## Your goal
Every entry that follows should be reproduced exactly.

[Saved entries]
BEGIN

//! Command line interface for seeding on rings around an axis.

use crate::{
    cli::utils::{self as cli_utils, AllowZero},
    exit_on_error, exit_on_false,
    seeding::ring::RingSeeder3,
    tracing::ftr,
};
use clap::{Arg, ArgMatches, Command};

/// Creates a subcommand for using a ring seeder.
pub fn create_ring_seeder_subcommand() -> Command<'static> {
    Command::new("ring_seeder")
        .about("Place seed points on rings around an axis")
        .long_about(
            "Place seed points on rings around an axis.\n\
             The rings lie in the plane perpendicular to the axis at the given offset\n\
             along the axis from the center. Angles are measured from the x-axis when\n\
             the axis points along z.",
        )
        .arg(
            Arg::new("center")
                .long("center")
                .require_equals(true)
                .use_value_delimiter(true)
                .require_value_delimiter(true)
                .value_name("X,Y,Z")
                .help("Position on the axis that the offset is measured from")
                .takes_value(true)
                .multiple_values(true)
                .default_value("0,0,0"),
        )
        .arg(
            Arg::new("axis")
                .long("axis")
                .require_equals(true)
                .use_value_delimiter(true)
                .require_value_delimiter(true)
                .value_name("X,Y,Z")
                .help("Direction of the axis the rings are centered on")
                .takes_value(true)
                .multiple_values(true)
                .default_value("0,0,1"),
        )
        .arg(
            Arg::new("offset")
                .long("offset")
                .require_equals(true)
                .allow_hyphen_values(true)
                .value_name("DISTANCE")
                .help("Distance along the axis from the center to the plane of the rings")
                .takes_value(true)
                .default_value("1.1"),
        )
        .arg(
            Arg::new("radii")
                .long("radii")
                .require_equals(true)
                .use_value_delimiter(true)
                .require_value_delimiter(true)
                .value_name("RADII")
                .help("Radius of each ring (comma-separated)")
                .takes_value(true)
                .multiple_values(true)
                .default_value("0.1"),
        )
        .arg(
            Arg::new("angles")
                .long("angles")
                .require_equals(true)
                .use_value_delimiter(true)
                .require_value_delimiter(true)
                .allow_hyphen_values(true)
                .value_name("DEGREES")
                .help("Angles of the seed points on each ring, in degrees (comma-separated)")
                .takes_value(true)
                .multiple_values(true)
                .conflicts_with("n-angles"),
        )
        .arg(
            Arg::new("n-angles")
                .long("n-angles")
                .require_equals(true)
                .value_name("NUMBER")
                .help("Number of evenly spaced seed points on each ring, starting at zero angle")
                .takes_value(true)
                .default_value("4"),
        )
}

/// Creates a ring seeder based on the provided arguments.
pub fn create_ring_seeder_from_arguments(arguments: &ArgMatches) -> RingSeeder3 {
    let center = cli_utils::parse_point3(arguments, "center");
    let axis = cli_utils::parse_vec3(arguments, "axis", AllowZero::No);
    let offset: ftr =
        cli_utils::get_finite_float_value_from_required_parseable_argument(arguments, "offset");
    let radii: Vec<ftr> =
        cli_utils::get_finite_float_values_from_required_parseable_argument(arguments, "radii");

    exit_on_false!(
        radii.iter().all(|&radius| radius >= 0.0),
        "Error: Ring radii must be non-negative"
    );

    let seeder = if let Some(angles) =
        cli_utils::get_finite_float_values_from_parseable_argument::<ftr>(arguments, "angles")
    {
        let angles: Vec<ftr> = angles.into_iter().map(ftr::to_radians).collect();
        RingSeeder3::new(center, axis, offset, &radii, &angles)
    } else {
        let n_angles: usize =
            cli_utils::get_value_from_required_parseable_argument(arguments, "n-angles");
        RingSeeder3::regular(center, axis, offset, &radii, n_angles)
    };

    exit_on_error!(seeder, "Error: Could not create ring seeder: {}")
}

#[cfg(test)]
mod tests {

    use super::*;
    use crate::{geometry::Point3, seeding::Seeder3};
    use approx::assert_abs_diff_eq;

    fn seeder_from(args: &[&str]) -> RingSeeder3 {
        let arguments = create_ring_seeder_subcommand()
            .no_binary_name(true)
            .get_matches_from(args.iter().copied());
        create_ring_seeder_from_arguments(&arguments)
    }

    #[test]
    fn default_ring_seeder_places_four_seeds_above_origin() {
        let seeder = seeder_from(&[]);
        assert_eq!(seeder.number_of_points(), 4);
        let expected = [
            Point3::new(0.1, 0.0, 1.1),
            Point3::new(0.0, 0.1, 1.1),
            Point3::new(-0.1, 0.0, 1.1),
            Point3::new(0.0, -0.1, 1.1),
        ];
        for (point, expected) in seeder.seed_points().iter().zip(expected) {
            assert_abs_diff_eq!(*point, expected, epsilon = 1e-12);
        }
    }

    #[test]
    fn explicit_angles_are_given_in_degrees() {
        let seeder = seeder_from(&["--radii=1,2", "--angles=90", "--offset=-1"]);
        assert_eq!(seeder.number_of_points(), 2);
        assert_abs_diff_eq!(
            seeder.seed_points()[1],
            Point3::new(0.0, 2.0, -1.0),
            epsilon = 1e-12
        );
    }
}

END

## Written answer
//! Command line interface for seeding on rings around an axis.

use crate::{
    cli::utils::{self as cli_utils, AllowZero},
    exit_on_error, exit_on_false,
    seeding::ring::RingSeeder3,
    tracing::ftr,
};
use clap::{Arg, ArgMatches, Command};

/// Creates a subcommand for using a ring seeder.
pub fn create_ring_seeder_subcommand() -> Command<'static> {
    Command::new("ring_seeder")
        .about("Place seed points on rings around an axis")
        .long_about(
            "Place seed points on rings around an axis.\n\
             The rings lie in the plane perpendicular to the axis at the given offset\n\
             along the axis from the center. Angles are measured from the x-axis when\n\
             the axis points along z.",
        )
        .arg(
            Arg::new("center")
                .long("center")
                .require_equals(true)
                .use_value_delimiter(true)
                .require_value_delimiter(true)
                .value_name("X,Y,Z")
                .help("Position on the axis that the offset is measured from")
                .takes_value(true)
                .multiple_values(true)
                .default_value("0,0,0"),
        )
        .arg(
            Arg::new("axis")
                .long("axis")
                .require_equals(true)
                .use_value_delimiter(true)
                .require_value_delimiter(true)
                .value_name("X,Y,Z")
                .help("Direction of the axis the rings are centered on")
                .takes_value(true)
                .multiple_values(true)
                .default_value("0,0,1"),
        )
        .arg(
            Arg::new("offset")
                .long("offset")
                .require_equals(true)
                .allow_hyphen_values(true)
                .value_name("DISTANCE")
                .help("Distance along the axis from the center to the plane of the rings")
                .takes_value(true)
                .default_value("1.1"),
        )
        .arg(
            Arg::new("radii")
                .long("radii")
                .require_equals(true)
                .use_value_delimiter(true)
                .require_value_delimiter(true)
                .value_name("RADII")
                .help("Radius of each ring (comma-separated)")
                .takes_value(true)
                .multiple_values(true)
                .default_value("0.1"),
        )
        .arg(
            Arg::new("angles")
                .long("angles")
                .require_equals(true)
                .use_value_delimiter(true)
                .require_value_delimiter(true)
                .allow_hyphen_values(true)
                .value_name("DEGREES")
                .help("Angles of the seed points on each ring, in degrees (comma-separated)")
                .takes_value(true)
                .multiple_values(true)
                .conflicts_with("n-angles"),
        )
        .arg(
            Arg::new("n-angles")
                .long("n-angles")
                .require_equals(true)
                .value_name("NUMBER")
                .help("Number of evenly spaced seed points on each ring, starting at zero angle")
                .takes_value(true)
                .default_value("4"),
        )
}

/// Creates a ring seeder based on the provided arguments.
pub fn create_ring_seeder_from_arguments(arguments: &ArgMatches) -> RingSeeder3 {
    let center = cli_utils::parse_point3(arguments, "center");
    let axis = cli_utils::parse_vec3(arguments, "axis", AllowZero::No);
    let offset: ftr =
        cli_utils::get_finite_float_value_from_required_parseable_argument(arguments, "offset");
    let radii: Vec<ftr> =
        cli_utils::get_finite_float_values_from_required_parseable_argument(arguments, "radii");

    exit_on_false!(
        radii.iter().all(|&radius| radius >= 0.0),
        "Error: Ring radii must be non-negative"
    );

    let seeder = if let Some(angles) =
        cli_utils::get_finite_float_values_from_parseable_argument::<ftr>(arguments, "angles")
    {
        let angles: Vec<ftr> = angles.into_iter().map(ftr::to_radians).collect();
        RingSeeder3::new(center, axis, offset, &radii, &angles)
    } else {
        let n_angles: usize =
            cli_utils::get_value_from_required_parseable_argument(arguments, "n-angles");
        RingSeeder3::regular(center, axis, offset, &radii, n_angles)
    };

    exit_on_error!(seeder, "Error: Could not create ring seeder: {}")
}

#[cfg(test)]
mod tests {

    use super::*;
    use crate::{geometry::Point3, seeding::Seeder3};
    use approx::assert_abs_diff_eq;

    fn seeder_from(args: &[&str]) -> RingSeeder3 {
        let arguments = create_ring_seeder_subcommand()
            .no_binary_name(true)
            .get_matches_from(args.iter().copied());
        create_ring_seeder_from_arguments(&arguments)
    }

    #[test]
    fn default_ring_seeder_places_four_seeds_above_origin() {
        let seeder = seeder_from(&[]);
        assert_eq!(seeder.number_of_points(), 4);
        let expected = [
            Point3::new(0.1, 0.0, 1.1),
            Point3::new(0.0, 0.1, 1.1),
            Point3::new(-0.1, 0.0, 1.1),
            Point3::new(0.0, -0.1, 1.1),
        ];
        for (point, expected) in seeder.seed_points().iter().zip(expected) {
            assert_abs_diff_eq!(*point, expected, epsilon = 1e-12);
        }
    }

    #[test]
    fn explicit_angles_are_given_in_degrees() {
        let seeder = seeder_from(&["--radii=1,2", "--angles=90", "--offset=-1"]);
        assert_eq!(seeder.number_of_points(), 2);
        assert_abs_diff_eq!(
            seeder.seed_points()[1],
            Point3::new(0.0, 2.0, -1.0),
            epsilon = 1e-12
        );
    }
}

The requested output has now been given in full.